According to her, the next step in the fight against breast cancer calls for better legislation, including greater transparency among companies, forcing them to disclose if any carcinogens are in their products and more government-initiated research into environmental causes.
McHenry, whose aunt is a breast cancer survivor, and her family regularly attended breast cancer awareness events.
“You go to these events to honor a survivor and… you feel like you’re doing something and that feels really powerful, but what I noticed right away is that after the events… they start giving you frisbees and Nutrigrain bars and Yoplait yogurts and all of this merchandise,” McHenry said. “It becomes this consumer movement… what’s going on here, where is the money going, why is there a consumer-based activism around this disease that affects so many people?”
As individuals, there is only so much one can do to protect themselves from environmental harm. Though people can go out of their way to avoid products with BPA, makeup with “lead in your lipstick, toxic chemicals in your mascara,” much of the change must come from a corporate level, McHenry said.
One of the other most important aspects of her book was identifying how our culture views femininity and how that perception affects the pink movement.
“Why is it that we’re so concerned about breast cancer and not ovarian cancer?” she asks.

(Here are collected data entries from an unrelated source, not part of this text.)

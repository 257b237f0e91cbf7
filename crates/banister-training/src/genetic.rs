//! Genetic algorithm over real-valued design vectors.
//!
//! Both optimizers share the same generation cycle:
//!
//! 1. **Select** - `n` tournament winners of size two
//! 2. **Crossover (BLX-α)** - winners are paired in order and each pair
//!    produces two children
//! 3. **Mutate** - Gaussian noise on each child component with a given
//!    probability
//! 4. **Evaluate** - children are scored in parallel
//! 5. **Cull** - the best `num_keep` parents survive alongside the best
//!    `n - num_keep` children
//!
//! # Key Components
//!
//! - [`Individual`] - a design vector with its fitness and auxiliary scores
//! - [`Population`] - a fixed-size collection of individuals
//! - [`PopulationEvolver`] - selection, crossover and mutation settings for
//!   one generation
//!
//! # Parallelization
//!
//! Evaluation splits the population into one contiguous chunk per available
//! core and scores the chunks on scoped threads. The random generator is never
//! used during evaluation, so results do not depend on the thread count.
//!
//! # Fitness Conventions
//!
//! Larger fitness is better. Freshly bred individuals carry a NaN fitness until
//! evaluated; evaluation functions map numerical failures to negative infinity
//! so that NaN never takes part in ranking.

use std::{num::NonZeroUsize, thread};

use banister_stats::{order, summary::FitnessSummary};

use crate::{
    design::{self, MutationScale, ValueRange},
    random::MersenneRng,
};

/// A candidate design vector with its fitness and auxiliary scores.
#[derive(Debug, Clone)]
pub struct Individual<S> {
    design: Vec<f64>,
    fitness: f64,
    scores: S,
}

impl<S> Individual<S> {
    /// Creates an unevaluated individual.
    #[must_use]
    pub fn new(design: Vec<f64>, scores: S) -> Self {
        Self {
            design,
            fitness: f64::NAN,
            scores,
        }
    }

    #[must_use]
    pub fn design(&self) -> &[f64] {
        &self.design
    }

    /// Returns the fitness, or NaN if the individual has not been evaluated.
    #[must_use]
    pub fn fitness(&self) -> f64 {
        self.fitness
    }

    #[must_use]
    pub fn scores(&self) -> &S {
        &self.scores
    }
}

/// A fixed-size population of individuals.
#[derive(Debug, Clone)]
pub struct Population<S> {
    individuals: Vec<Individual<S>>,
}

impl<S> Population<S> {
    /// Creates an unevaluated population, every member starting with a copy
    /// of `scores`.
    ///
    /// # Panics
    ///
    /// Panics if `designs` is empty.
    #[must_use]
    pub fn from_designs<I>(designs: I, scores: &S) -> Self
    where
        I: IntoIterator<Item = Vec<f64>>,
        S: Clone,
    {
        let individuals = designs
            .into_iter()
            .map(|design| Individual::new(design, scores.clone()))
            .collect::<Vec<_>>();
        assert!(!individuals.is_empty(), "population must not be empty");
        Self { individuals }
    }

    #[must_use]
    pub fn individuals(&self) -> &[Individual<S>] {
        &self.individuals
    }

    #[must_use]
    pub fn len(&self) -> usize {
        self.individuals.len()
    }

    #[must_use]
    pub fn is_empty(&self) -> bool {
        self.individuals.is_empty()
    }

    #[must_use]
    pub fn fitnesses(&self) -> Vec<f64> {
        self.individuals.iter().map(|ind| ind.fitness).collect()
    }

    /// Returns the individual with the largest fitness, the first one on ties.
    #[must_use]
    pub fn best(&self) -> &Individual<S> {
        &self.individuals[order::max_index(&self.fitnesses())]
    }

    #[must_use]
    pub fn fitness_summary(&self) -> FitnessSummary {
        FitnessSummary::new(&self.fitnesses())
    }

    /// Evaluates every individual in parallel.
    ///
    /// `evaluate` maps a design to its fitness and scores.
    pub fn evaluate<F>(&mut self, evaluate: F)
    where
        S: Send,
        F: Fn(&[f64]) -> (f64, S) + Sync,
    {
        for_each_parallel(&mut self.individuals, |ind| {
            let (fitness, scores) = evaluate(&ind.design);
            ind.fitness = fitness;
            ind.scores = scores;
        });
    }

    /// Recomputes every fitness from the stored scores in parallel.
    ///
    /// `reevaluate` may update the scores in place and returns the new
    /// fitness.
    pub fn reevaluate<F>(&mut self, reevaluate: F)
    where
        S: Send,
        F: Fn(&[f64], &mut S) -> f64 + Sync,
    {
        for_each_parallel(&mut self.individuals, |ind| {
            ind.fitness = reevaluate(&ind.design, &mut ind.scores);
        });
    }

    /// Runs `len()` binary tournaments, returning the winners' indices.
    ///
    /// Each tournament draws two members with replacement; the first wins
    /// ties.
    #[must_use]
    pub fn tournament_select(&self, rng: &mut MersenneRng) -> Vec<usize> {
        let n = self.len();
        (0..n)
            .map(|_| {
                let first = rng.next_index(n);
                let second = rng.next_index(n);
                if self.individuals[first].fitness >= self.individuals[second].fitness {
                    first
                } else {
                    second
                }
            })
            .collect()
    }

    /// Merges parents and evaluated children into the next generation.
    ///
    /// The `num_keep` fittest parents come first, in their original order,
    /// followed by the fittest `len() - num_keep` children in ascending
    /// fitness order. Scores travel with their designs.
    ///
    /// # Panics
    ///
    /// Panics if the populations differ in size or `num_keep` exceeds it.
    #[must_use]
    pub fn cull(self, children: Self, num_keep: usize) -> Self {
        let n = self.len();
        assert_eq!(children.len(), n, "children must match the population size");
        assert!(num_keep <= n, "cannot keep more parents than exist");

        let mut kept = order::sort_index(&self.fitnesses()).split_off(n - num_keep);
        kept.sort_unstable();
        let child_order = order::sort_index(&children.fitnesses());

        let mut parents = self.individuals.into_iter().map(Some).collect::<Vec<_>>();
        let mut children = children
            .individuals
            .into_iter()
            .map(Some)
            .collect::<Vec<_>>();
        let individuals = kept
            .into_iter()
            .filter_map(|i| parents[i].take())
            .chain(
                child_order[num_keep..]
                    .iter()
                    .filter_map(|&i| children[i].take()),
            )
            .collect();
        Self { individuals }
    }
}

/// Variation settings for one generation.
#[derive(Debug, Clone, Copy)]
pub struct PopulationEvolver<'a> {
    /// BLX-α range expansion factor
    pub blx_alpha: f64,
    /// Probability of mutating each component
    pub mutation_rate: f64,
    /// Standard deviation of the mutation noise
    pub mutation_scale: MutationScale<'a>,
    /// Range that children are clamped into, if any
    pub value_range: Option<ValueRange>,
}

impl PopulationEvolver<'_> {
    /// Breeds an unevaluated child population of the same size.
    ///
    /// Winners `0 & 1`, `2 & 3`, ... are crossed over; with an odd population
    /// the last child is a copy of the last winner. All crossovers happen
    /// before any mutation.
    #[must_use]
    pub fn breed<S>(
        &self,
        population: &Population<S>,
        unevaluated: &S,
        rng: &mut MersenneRng,
    ) -> Population<S>
    where
        S: Clone,
    {
        let winners = population.tournament_select(rng);
        let parent = |i: usize| population.individuals[i].design();

        let mut designs = Vec::with_capacity(winners.len());
        for pair in winners.chunks(2) {
            match *pair {
                [a, b] => {
                    let (c1, c2) = design::blx_alpha(
                        parent(a),
                        parent(b),
                        self.blx_alpha,
                        self.value_range,
                        rng,
                    );
                    designs.push(c1);
                    designs.push(c2);
                }
                [a] => designs.push(parent(a).to_vec()),
                _ => unreachable!(),
            }
        }
        for child in &mut designs {
            design::mutate(
                child,
                self.mutation_rate,
                self.mutation_scale,
                self.value_range,
                rng,
            );
        }
        Population::from_designs(designs, unevaluated)
    }
}

/// Applies `f` to every item, splitting the slice into one contiguous chunk per
/// worker thread.
fn for_each_parallel<T, F>(items: &mut [T], f: F)
where
    T: Send,
    F: Fn(&mut T) + Sync,
{
    let workers = thread::available_parallelism()
        .map_or(1, NonZeroUsize::get)
        .min(items.len());
    if workers <= 1 {
        items.iter_mut().for_each(f);
        return;
    }
    let chunk_len = items.len().div_ceil(workers);
    thread::scope(|s| {
        for chunk in items.chunks_mut(chunk_len) {
            let f = &f;
            s.spawn(move || chunk.iter_mut().for_each(f));
        }
    });
}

Breast cancer awareness has been marketed in a plethora of ways, the most common of them taking a “save the tatas” approach where women’s bodies are sexualized to coerce interest in finding a cure.
“I think that sort of sexual objectification is problematic. I think expecting women to respond to cancer differently than men is problematic,” McHenry explained.
Where women are typically reduced to “tatas” to be saved, campaigns like Livestrong urge men to be “tough” and be “warriors.”
“Companies need to be held accountable for the way that they’re using pink ribbons,” McHenry said.